I had called and cancelled his room at the guesthouse but decided that a nostalgic trip back to a place where I had spent many a happy short holiday was just what I needed to give me a boost.
The island is off the coast of west Ayrshire and is only three miles long and ten miles around. There is one town, Millport, and the total population is around fifteen hundred people. It has its own historic castle - one that played a role in the English Civil War - and the smallest cathedral in the United Kingdom.
When I was a kid, it was a place to spend a ‘Fair Holiday’ weekend or an Easter Monday. It was a safe haven where you could join the host of other families who went there to enjoy eating ice cream and cycling around its outer road.

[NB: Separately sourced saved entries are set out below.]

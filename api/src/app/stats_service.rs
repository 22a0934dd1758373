//! Stats service
//!
//! Owns profile setup and the per-user stats sync: every configured platform is
//! queried in turn, failures are skipped, and the successes are committed as one
//! stats batch, a new total and a history sample for today.

use std::sync::Arc;

use chrono::{DateTime, SubsecRound, Utc};
use serde::Serialize;

use crate::app::PlatformRegistry;
use crate::domain::entities::{
    FetchedStats, NewProfile, PerformanceSample, Platform, PlatformIdentity, PlatformStats, UserId,
    UserProfile,
};
use crate::domain::ports::ProfileRepository;
use crate::error::{AppError, DomainError};

/// A platform that could not be synced
#[derive(Debug, Clone, Serialize)]
pub struct SyncFailure {
    pub platform: Platform,
    pub reason: String,
}

/// Outcome of one sync
#[derive(Debug, Clone, Serialize)]
pub struct SyncReport {
    pub user_id: UserId,
    pub total_solved: i64,
    pub synced: Vec<PlatformStats>,
    pub failed: Vec<SyncFailure>,
    pub synced_at: DateTime<Utc>,
}

/// Service for profiles and stats aggregation
pub struct StatsService<PR>
where
    PR: ProfileRepository,
{
    profiles: Arc<PR>,
    registry: Arc<PlatformRegistry>,
}

impl<PR> StatsService<PR>
where
    PR: ProfileRepository,
{
    pub fn new(profiles: Arc<PR>, registry: Arc<PlatformRegistry>) -> Self {
        Self { profiles, registry }
    }

    /// Create a profile with a unique username
    pub async fn create_profile(&self, username: &str) -> Result<UserProfile, AppError> {
        let username = username.trim();
        if username.is_empty() {
            return Err(DomainError::Validation("username must not be empty".to_string()).into());
        }

        let profile = self
            .profiles
            .create(&NewProfile {
                username: username.to_string(),
            })
            .await?;

        tracing::info!(user_id = %profile.id, username = %profile.username, "Created profile");
        Ok(profile)
    }

    pub async fn get_profile(&self, user_id: &UserId) -> Result<UserProfile, AppError> {
        self.profiles
            .find_by_id(user_id)
            .await?
            .ok_or_else(|| DomainError::NotFound(format!("Profile {} not found", user_id)).into())
    }

    pub async fn get_profile_by_username(&self, username: &str) -> Result<UserProfile, AppError> {
        self.profiles
            .find_by_username(username)
            .await?
            .ok_or_else(|| DomainError::NotFound(format!("User {} not found", username)).into())
    }

    /// Link (or relink) a platform account to a profile
    pub async fn set_platform_username(
        &self,
        user_id: &UserId,
        platform: Platform,
        username: &str,
    ) -> Result<PlatformIdentity, AppError> {
        let username = username.trim();
        if username.is_empty() {
            return Err(DomainError::Validation(format!(
                "{} username must not be empty",
                platform.display_name()
            ))
            .into());
        }

        self.get_profile(user_id).await?;

        let identity = PlatformIdentity::new(platform, username);
        self.profiles.set_identity(user_id, &identity).await?;

        tracing::debug!(user_id = %user_id, platform = %platform, "Updated platform username");
        Ok(identity)
    }

    /// Unlink a platform account; existing stats rows are left in place
    pub async fn remove_platform_username(
        &self,
        user_id: &UserId,
        platform: Platform,
    ) -> Result<(), AppError> {
        self.get_profile(user_id).await?;

        if !self.profiles.remove_identity(user_id, platform).await? {
            return Err(AppError::NotFound(format!(
                "No {} username configured",
                platform.display_name()
            )));
        }
        Ok(())
    }

    /// Look up one judge account without touching any profile
    pub async fn preview_stats(
        &self,
        platform: Platform,
        username: &str,
    ) -> Result<FetchedStats, AppError> {
        let username = username.trim();
        if username.is_empty() {
            return Err(AppError::BadRequest("username must not be empty".to_string()));
        }

        let adapter = self.registry.get(platform).ok_or_else(|| {
            let available: Vec<String> =
                self.registry.platforms().iter().map(|p| p.to_string()).collect();
            AppError::BadRequest(format!(
                "{} is not supported (available: {})",
                platform.display_name(),
                available.join(", ")
            ))
        })?;

        Ok(adapter.fetch_stats(username).await?)
    }

    /// Pull stats from every configured platform and commit the successes.
    ///
    /// Adapter failures are logged and skipped. The new total counts only the
    /// platforms that succeeded in this sync; stats rows of failed platforms
    /// keep their previous values and timestamps.
    pub async fn sync_stats(&self, user_id: &UserId) -> Result<SyncReport, AppError> {
        self.get_profile(user_id).await?;

        let identities = self.profiles.list_identities(user_id).await?;
        // Postgres keeps microseconds; truncate so reads match what was written
        let synced_at = Utc::now().trunc_subsecs(6);

        let mut staged: Vec<PlatformStats> = Vec::new();
        let mut failed = Vec::new();
        let mut total_solved = 0i64;

        for identity in identities.into_iter().filter(PlatformIdentity::is_configured) {
            let platform = identity.platform;
            let Some(adapter) = self.registry.get(platform) else {
                tracing::warn!(user_id = %user_id, platform = %platform, "No adapter registered, skipping");
                failed.push(SyncFailure {
                    platform,
                    reason: "platform not supported".to_string(),
                });
                continue;
            };

            match adapter.fetch_stats(identity.external_username.trim()).await {
                Ok(fetched) => {
                    total_solved += fetched.solved_count;
                    staged.push(fetched.into_stats(platform, synced_at));
                }
                Err(e) => {
                    tracing::warn!(
                        user_id = %user_id,
                        platform = %platform,
                        error = %e,
                        not_found = e.is_not_found(),
                        "Skipping platform during sync"
                    );
                    failed.push(SyncFailure {
                        platform,
                        reason: e.to_string(),
                    });
                }
            }
        }

        if !staged.is_empty() {
            self.profiles.upsert_stats(user_id, &staged).await?;
        }

        self.profiles
            .update_total_solved(user_id, total_solved)
            .await?;

        self.profiles
            .record_history(
                user_id,
                &PerformanceSample {
                    date: synced_at.date_naive(),
                    solved_count: total_solved,
                },
            )
            .await?;

        tracing::info!(
            user_id = %user_id,
            total_solved,
            synced = staged.len(),
            failed = failed.len(),
            "Synced platform stats"
        );

        Ok(SyncReport {
            user_id: *user_id,
            total_solved,
            synced: staged,
            failed,
            synced_at,
        })
    }
}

I rolled my own motorised bike onto that very road and began the journey from the ferry point to the town itself. The wind had been picking up all day and the cotton clouds raced across a cerulean sky as if they had somewhere better to be. Seagulls battled against the wind and then changed direction to be swept away in the opposite direction as if that was the way they had always intended to go. There were warnings of an autumnal storm hitting the west coast of Scotland within the next twenty-four hours and I began to wonder if my break was ill-fated.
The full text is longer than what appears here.